The goal of the write-shop was for 5 finalist proposals in the Ganga river basin to come together for 3 days to find synergies between their projects and develop their ideas including outcomes, outputs and research questions. The workshop organizers put a huge amount of emphasis on R4D and in many ways had taken some of the “linking knowledge with action” ideas to heart, pushing the participants who they assumed were "pure researchers" and had never thought of anything but a research question, to think first about the impacts they wanted to have and also about the outputs (e.g. policy briefs, movies, news articles) they would want to create as part of their grant proposal.

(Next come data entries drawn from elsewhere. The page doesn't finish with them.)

use serde_json::json;

use crate::CoordinationError;
use crate::Error;
use crate::OperationError;
use crate::OperationErrorKind;
use crate::TransportError;

#[test]
fn test_invalid_key_parameters_message() {
    let err = Error::InvalidKeyParameters("expected a map".to_string());
    assert_eq!(err.to_string(), "Invalid cache key parameters: expected a map");
}

#[test]
fn test_coordination_error_stats_round_in_progress() {
    let err = CoordinationError::StatsRoundInProgress;
    assert_eq!(
        err.to_string(),
        "Can't start a new stats request until the previous one ends"
    );
}

#[test]
fn test_coordination_error_waiter_dropped() {
    let err = CoordinationError::WaiterDropped {
        operation: "get-customer".to_string(),
        key: "42".to_string(),
    };
    assert!(err.to_string().contains("get-customer#42"));
}

#[test]
fn test_transport_error_read() {
    let err = TransportError::Read {
        stream_id: "stream".to_string(),
        reason: "broken pipe".to_string(),
    };
    let msg = err.to_string();
    assert!(msg.contains("stream"));
    assert!(msg.contains("broken pipe"));
}

#[test]
fn test_operation_error_converts_into_error() {
    let err: Error = OperationError::generic("boom").into();
    assert!(matches!(err, Error::Operation(ref e) if e.message == "boom"));
    assert_eq!(err.to_string(), "Error: boom");
}

#[test]
fn test_normalize_rebuilds_known_kind() {
    let raw = r#"{"type":"NotFoundError","message":"customer missing","statusCode":404}"#;
    let err = OperationError::normalize(raw);

    assert_eq!(err.kind, OperationErrorKind::NotFound);
    assert_eq!(err.message, "customer missing");
    assert_eq!(err.status_code, Some(404));
}

#[test]
fn test_normalize_keeps_wire_form_stable() {
    let original = OperationError::new(OperationErrorKind::Timeout, "upstream slow");
    let serialized = original.to_wire().to_string();

    let rebuilt = OperationError::normalize(&serialized);

    assert_eq!(rebuilt, original);
    assert_eq!(rebuilt.to_wire().to_string(), serialized);
}

#[test]
fn test_normalize_unknown_tag_falls_back_to_generic() {
    let raw = r#"{"anyobj":"abc"}"#;
    let err = OperationError::normalize(raw);

    assert_eq!(err.kind, OperationErrorKind::Generic);
    assert_eq!(err.message, raw);
}

#[test]
fn test_normalize_unparseable_text_falls_back_to_generic() {
    let err = OperationError::normalize("some trash");

    assert_eq!(err.kind, OperationErrorKind::Generic);
    assert_eq!(err.message, "some trash");
}

#[test]
fn test_normalize_missing_message_uses_default() {
    let err = OperationError::normalize(r#"{"type":"InternalServerError"}"#);

    assert_eq!(err.kind, OperationErrorKind::Internal);
    assert_eq!(err.message, "Unknown error");
}

#[test]
fn test_from_wire_accepts_object_string_and_scalars() {
    let object = json!({"type": "InvalidInputError", "message": "bad id"});
    assert_eq!(OperationError::from_wire(&object).kind, OperationErrorKind::InvalidInput);

    let text = json!("{\"type\":\"UnavailableError\",\"message\":\"down\"}");
    assert_eq!(OperationError::from_wire(&text).kind, OperationErrorKind::Unavailable);

    let number = json!(42);
    let err = OperationError::from_wire(&number);
    assert_eq!(err.kind, OperationErrorKind::Generic);
    assert_eq!(err.message, "42");
}

#[test]
fn test_to_wire_omits_missing_status_code() {
    let wire = OperationError::generic("x").to_wire();
    assert_eq!(wire, json!({"type": "Error", "message": "x"}));

    let wire = OperationError::internal("y").with_status(500).to_wire();
    assert_eq!(
        wire,
        json!({"type": "InternalServerError", "message": "y", "statusCode": 500})
    );
}
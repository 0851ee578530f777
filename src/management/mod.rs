//! Cache-aside orchestration of expensive operations.
//!
//! [`GenericManager::wrap`] turns an async function into a
//! [`CachedOperation`] that consults storage first and, on a miss, executes
//! under the configured [`ConcurrencyControl`].

mod generic_manager;

pub use generic_manager::*;


use serde::Deserialize;
use serde::Serialize;

/// Duplicate-execution suppression strategy
#[derive(Debug, Clone, Copy, PartialEq, Eq, Hash, Default, Serialize, Deserialize)]
#[serde(rename_all = "lowercase")]
pub enum ConcurrencyControl {
    /// Every caller that misses executes
    None,
    /// One execution per key within this process
    #[default]
    Local,
    /// One execution per key across every instance sharing the stream
    Distributed,
}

While these developments in the CGIAR’s grant making process seem positive, there are still many challenges. For one, the pendulum seems to have swung so far in the “D” direction of “R4D” that any concept of "use inspired basic research" is gone and it seems like the program might be in danger of throwing the baby out with the bath water, trying to act like development program or agency without the kind of budget that is required to scale development projects.
The organizers spoke at length about linking research with action by engaging with “next users” which they defined as people like government agencies, donors, private sector etc who might take projects to scale. There was some but much less emphasis on the importance of iterative learning with “end users”. Its not that they left it out, but it was certainly under-emphasized compared to the single minded focus on taking the specific project each of the five teams had in mind to scale. The idea of engaging with "next users” was treated like a novelty idea that no researcher had ever done before—seemingly the CGIAR has forgotten its own history and that the Green Revolution in India as well as the creation of the CGIAR itself was the result of active engagement on the part of scientists to influence policy and government institutions.
The problems that came out of the Green Revolution as well as many of the problems that have plagued agriculture development since both (both environmental degradation and the challenges of improving the lives of poor and marginal farmers) are not, I would argue, due to a lack of communication between science and policy (knowledge to action) as much as do to science pushing specific ideas and agendas without paying attention to tradeoffs that arise from the introduction of new technologies and the impacts on equity that their development programs create. These issues were almost left off the table entirely during the workshop except for the constant pleas of the gender specialist to collect “gender disaggregated data", but without insights into why this is important from a macro-perspective of the history of agriculture development projects or the CGIAR.
This is not to say that the workshop was not useful. It provided an excellent opportunity for Aditi and I to get on the same page with the project, clarify research priorities, train our field managers, and think about project synergies across WLE projects. But it also made me feel like the reforms of the CGIAR towards getting better at linking knowledge with action are still faltering. They have certainly taken on some lessons of linking knowledge with action, but issues raised by the literature in terms of iterative feedback from end-users, issues of power in development etc have not yet been well integrated.